Acorda bem cedo. Ou nem dorme, depende dos dias. O barulho das balas a serem disparadas não o deixa ter um sono profundo. Come qualquer coisa rápida e energética e logo se lança para cima de um tanque de guerra, juntamente com os seus parceiros.
Olha para as ruas e vê corpos estendidos no chão. Sujos, ensanguentados, mortos. As poucas pessoas que passam transportam no olhar um medo aterrador e uma tristeza angustiante.
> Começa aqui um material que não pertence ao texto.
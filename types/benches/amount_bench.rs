use bounty_types::{Amount, BasisPoints};
use criterion::{black_box, criterion_group, criterion_main, Criterion};

fn bench_parse_and_render(c: &mut Criterion) {
    c.bench_function("amount_parse", |b| {
        b.iter(|| Amount::parse(black_box("12345.678901234567890123")).ok())
    });
    let amount = Amount::parse("12345.6789").unwrap();
    c.bench_function("amount_render", |b| b.iter(|| black_box(amount).to_string()));
}

fn bench_fee_split(c: &mut Criterion) {
    let gross = Amount::parse("987654321.123456789").unwrap();
    let bps = BasisPoints::new(275).unwrap();
    c.bench_function("amount_split_bps", |b| {
        b.iter(|| black_box(gross).split_bps(black_box(bps)))
    });
}

criterion_group!(benches, bench_parse_and_render, bench_fee_split);
criterion_main!(benches);
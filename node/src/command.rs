//! Ledger mutations as command objects.
//!
//! A command is plain data: it can be logged, queued or deserialised from a
//! request body, and [`LedgerCommand::apply`] runs it inside one write
//! transaction.

use serde::{Deserialize, Serialize};

use bounty_escrow::{self as escrow, RefundOutcome, StakeOutcome};
use bounty_ledger::LedgerError;
use bounty_market::{MarketError, TaskMarket};
use bounty_settlement::{FundingSource, SettlementRequest, SettlementResult};
use bounty_store::{LedgerTxn, TaskRecord};
use bounty_types::{MilestoneId, Percent, TaskId, Timestamp, WorkerId};

use crate::tracing_spans;
use crate::NodeError;

#[derive(Clone, Debug, PartialEq, Eq, Serialize, Deserialize)]
#[serde(tag = "command", rename_all = "snake_case")]
pub enum LedgerCommand {
    LockStake {
        task_id: TaskId,
        worker_id: WorkerId,
        #[serde(default)]
        milestone_id: Option<MilestoneId>,
    },
    UnlockStake {
        task_id: TaskId,
        worker_id: WorkerId,
        #[serde(default)]
        milestone_id: Option<MilestoneId>,
    },
    SlashStake {
        task_id: TaskId,
        worker_id: WorkerId,
        #[serde(default)]
        milestone_id: Option<MilestoneId>,
        /// Whole percent, 0..=100.
        slash_percentage: u32,
    },
    Settle(SettlementRequest),
    RefundExpiredTask {
        task_id: TaskId,
    },
}

#[derive(Clone, Debug, PartialEq, Eq)]
pub enum CommandOutcome {
    Stake(StakeOutcome),
    Settlement(SettlementResult),
    Refund(RefundOutcome),
}

fn load_task(txn: &dyn LedgerTxn, id: &TaskId) -> Result<TaskRecord, NodeError> {
    Ok(txn
        .task(id)?
        .ok_or_else(|| MarketError::TaskNotFound(id.clone()))?)
}

/// Pay out of the task's escrow, charging the reservation against the task
/// so the same escrow cannot also be refunded or released.
fn settle_from_escrow(
    txn: &mut dyn LedgerTxn,
    market: &TaskMarket,
    request: &SettlementRequest,
    now: Timestamp,
) -> Result<SettlementResult, NodeError> {
    let mut task = load_task(txn, &request.task_id)?;
    if request.payer_id != task.creator {
        return Err(MarketError::NotCreator {
            task: task.id,
            worker: request.payer_id.clone(),
        }
        .into());
    }
    if request.chain != task.chain {
        return Err(NodeError::InvalidRequest(format!(
            "task {} escrow is on {}, not {}",
            task.id, task.chain, request.chain
        )));
    }

    let result = market.settlement().settle_in_txn(txn, request, now)?;
    if !result.idempotent {
        escrow::reserve_escrow(&mut task, result.gross)?;
        task.updated_at = now;
        txn.put_task(&task)?;
    }
    Ok(result)
}

impl LedgerCommand {
    pub fn name(&self) -> &'static str {
        match self {
            LedgerCommand::LockStake { .. } => "lock_stake",
            LedgerCommand::UnlockStake { .. } => "unlock_stake",
            LedgerCommand::SlashStake { .. } => "slash_stake",
            LedgerCommand::Settle(_) => "settle_task_payment",
            LedgerCommand::RefundExpiredTask { .. } => "refund_expired_task",
        }
    }

    /// Run the command in the caller's write transaction.
    pub fn apply(
        &self,
        txn: &mut dyn LedgerTxn,
        market: &TaskMarket,
        now: Timestamp,
    ) -> Result<CommandOutcome, NodeError> {
        match self {
            LedgerCommand::LockStake {
                task_id,
                worker_id,
                milestone_id,
            } => {
                let task = load_task(txn, task_id)?;
                let outcome =
                    escrow::lock_stake(txn, &task, worker_id, milestone_id.as_ref(), now)?;
                Ok(CommandOutcome::Stake(outcome))
            }
            LedgerCommand::UnlockStake {
                task_id,
                worker_id,
                milestone_id,
            } => {
                let task = load_task(txn, task_id)?;
                let outcome =
                    escrow::unlock_stake(txn, &task, worker_id, milestone_id.as_ref(), now)?;
                Ok(CommandOutcome::Stake(outcome))
            }
            LedgerCommand::SlashStake {
                task_id,
                worker_id,
                milestone_id,
                slash_percentage,
            } => {
                let rate = Percent::new(*slash_percentage)
                    .map_err(LedgerError::from)?
                    .to_bps();
                let task = load_task(txn, task_id)?;
                let outcome = escrow::slash_stake(
                    txn,
                    &task,
                    worker_id,
                    milestone_id.as_ref(),
                    rate,
                    now,
                )?;
                Ok(CommandOutcome::Stake(outcome))
            }
            LedgerCommand::Settle(request) => {
                let settlement_id = request.settlement_id();
                let _span = tracing_spans::settlement_span(settlement_id.as_str()).entered();
                let result = match request.funding {
                    FundingSource::Available => {
                        market.settlement().settle_in_txn(txn, request, now)?
                    }
                    FundingSource::Escrow => settle_from_escrow(txn, market, request, now)?,
                };
                Ok(CommandOutcome::Settlement(result))
            }
            LedgerCommand::RefundExpiredTask { task_id } => {
                let outcome = market.refund_expired_task(txn, task_id, now)?;
                Ok(CommandOutcome::Refund(outcome))
            }
        }
    }
}

#[cfg(test)]
mod tests {
    use super::*;

    #[test]
    fn commands_deserialise_from_tagged_json() {
        let json = r#"{
            "command": "slash_stake",
            "task_id": "T1",
            "worker_id": "w1",
            "slash_percentage": 100
        }"#;
        let command: LedgerCommand = serde_json::from_str(json).unwrap();
        assert_eq!(command.name(), "slash_stake");
        assert_eq!(
            command,
            LedgerCommand::SlashStake {
                task_id: TaskId::new("T1").unwrap(),
                worker_id: WorkerId::new("w1").unwrap(),
                milestone_id: None,
                slash_percentage: 100,
            }
        );

        let settle = r#"{
            "command": "settle",
            "task_id": "T1",
            "submission_id": "S1",
            "payer_id": "creator",
            "worker_id": "w1",
            "gross_amount": "100",
            "chain": "ETH",
            "fee_rate_bps": 300
        }"#;
        let command: LedgerCommand = serde_json::from_str(settle).unwrap();
        let LedgerCommand::Settle(request) = command else {
            panic!("expected a settlement");
        };
        assert_eq!(request.settlement_id().as_str(), "task_T1_S1");
        assert_eq!(request.fee_rate_bps.map(|bps| bps.value()), Some(300));

        let json = serde_json::to_value(&request).unwrap();
        assert_eq!(json["protocol_fee_rate_bps"], 300);
        assert!(json.get("fee_rate_bps").is_none());
    }
}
Passa um grupo de jovens que lançam inúmeras pedras e balas contra os tanques. Mais mortos e feridos. Mais lágrimas e gritos. Mais angústia e solidão.
O soldado é forte, mas isto toca-lhe na alma. No lugar daquelas pessoas poderia estar alguém que lhe é próximo. As lágrimas chegam aos seus olhos, mas logo desaparecem. Um novo grupo de atiradores aparece.
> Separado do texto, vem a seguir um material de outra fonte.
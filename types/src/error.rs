//! Errors raised while constructing or combining fundamental types.

use thiserror::Error;

use crate::amount::Amount;

/// Failures of fixed-point decimal parsing and arithmetic.
#[derive(Debug, Clone, PartialEq, Eq, Error)]
pub enum AmountError {
    #[error("amount is empty")]
    Empty,

    #[error("malformed decimal amount: {0:?}")]
    Malformed(String),

    #[error("amount {0:?} has more than 18 fractional digits")]
    TooPrecise(String),

    #[error("amount overflow")]
    Overflow,

    #[error("{minuend} - {subtrahend} would be negative")]
    Underflow { minuend: Amount, subtrahend: Amount },
}

#[derive(Debug, Clone, PartialEq, Eq, Error)]
pub enum RateError {
    #[error("basis points must be within 0..=10000, got {0}")]
    BasisPointsOutOfRange(u32),

    #[error("percentage must be within 0..=100, got {0}")]
    PercentOutOfRange(u32),
}

#[derive(Debug, Clone, PartialEq, Eq, Error)]
pub enum ParseError {
    #[error("unknown chain symbol: {0:?}")]
    UnknownChain(String),

    #[error("invalid {kind} id: {value:?}")]
    InvalidId { kind: &'static str, value: String },
}
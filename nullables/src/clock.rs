//! Nullable clock: deterministic time for testing.

use bounty_types::{Clock, Timestamp};
use std::sync::atomic::{AtomicU64, Ordering};

/// A deterministic clock for testing.
///
/// Time only advances when you tell it to. Shareable across threads.
#[derive(Debug, Default)]
pub struct NullClock {
    current: AtomicU64,
}

impl NullClock {
    pub fn new(initial_secs: u64) -> Self {
        Self {
            current: AtomicU64::new(initial_secs),
        }
    }

    /// Advance time by a number of seconds.
    pub fn advance(&self, secs: u64) {
        self.current.fetch_add(secs, Ordering::SeqCst);
    }

    /// Advance time by a number of minutes.
    pub fn advance_minutes(&self, minutes: u64) {
        self.advance(minutes * 60);
    }

    /// Set the time to a specific value.
    pub fn set(&self, secs: u64) {
        self.current.store(secs, Ordering::SeqCst);
    }
}

impl Clock for NullClock {
    fn now(&self) -> Timestamp {
        Timestamp::new(self.current.load(Ordering::SeqCst))
    }
}

#[cfg(test)]
mod tests {
    use super::*;

    #[test]
    fn time_moves_only_when_told() {
        let clock = NullClock::new(100);
        assert_eq!(clock.now(), Timestamp::new(100));
        clock.advance(5);
        clock.advance_minutes(1);
        assert_eq!(clock.now(), Timestamp::new(165));
        clock.set(7);
        assert_eq!(clock.now(), Timestamp::new(7));
    }
}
As horas passam em flecha. Já escurecia e ele sentia-se exausto, mas estava com um sorriso nos lábios. Tinha finalmente chegado a hora de ligar para casa. Enquanto falava com os seus entes queridos escorriam lágrimas pela sua cara e abria-se um enorme sorriso nos seus lábios. Mais do que nunca sentia a saudade a queimar-lhe o peito.
Apesar de estar cansado tem uma longa noite de vigia pela frente. Acende uma pequena fogueira e senta-se ao lado do seu colega.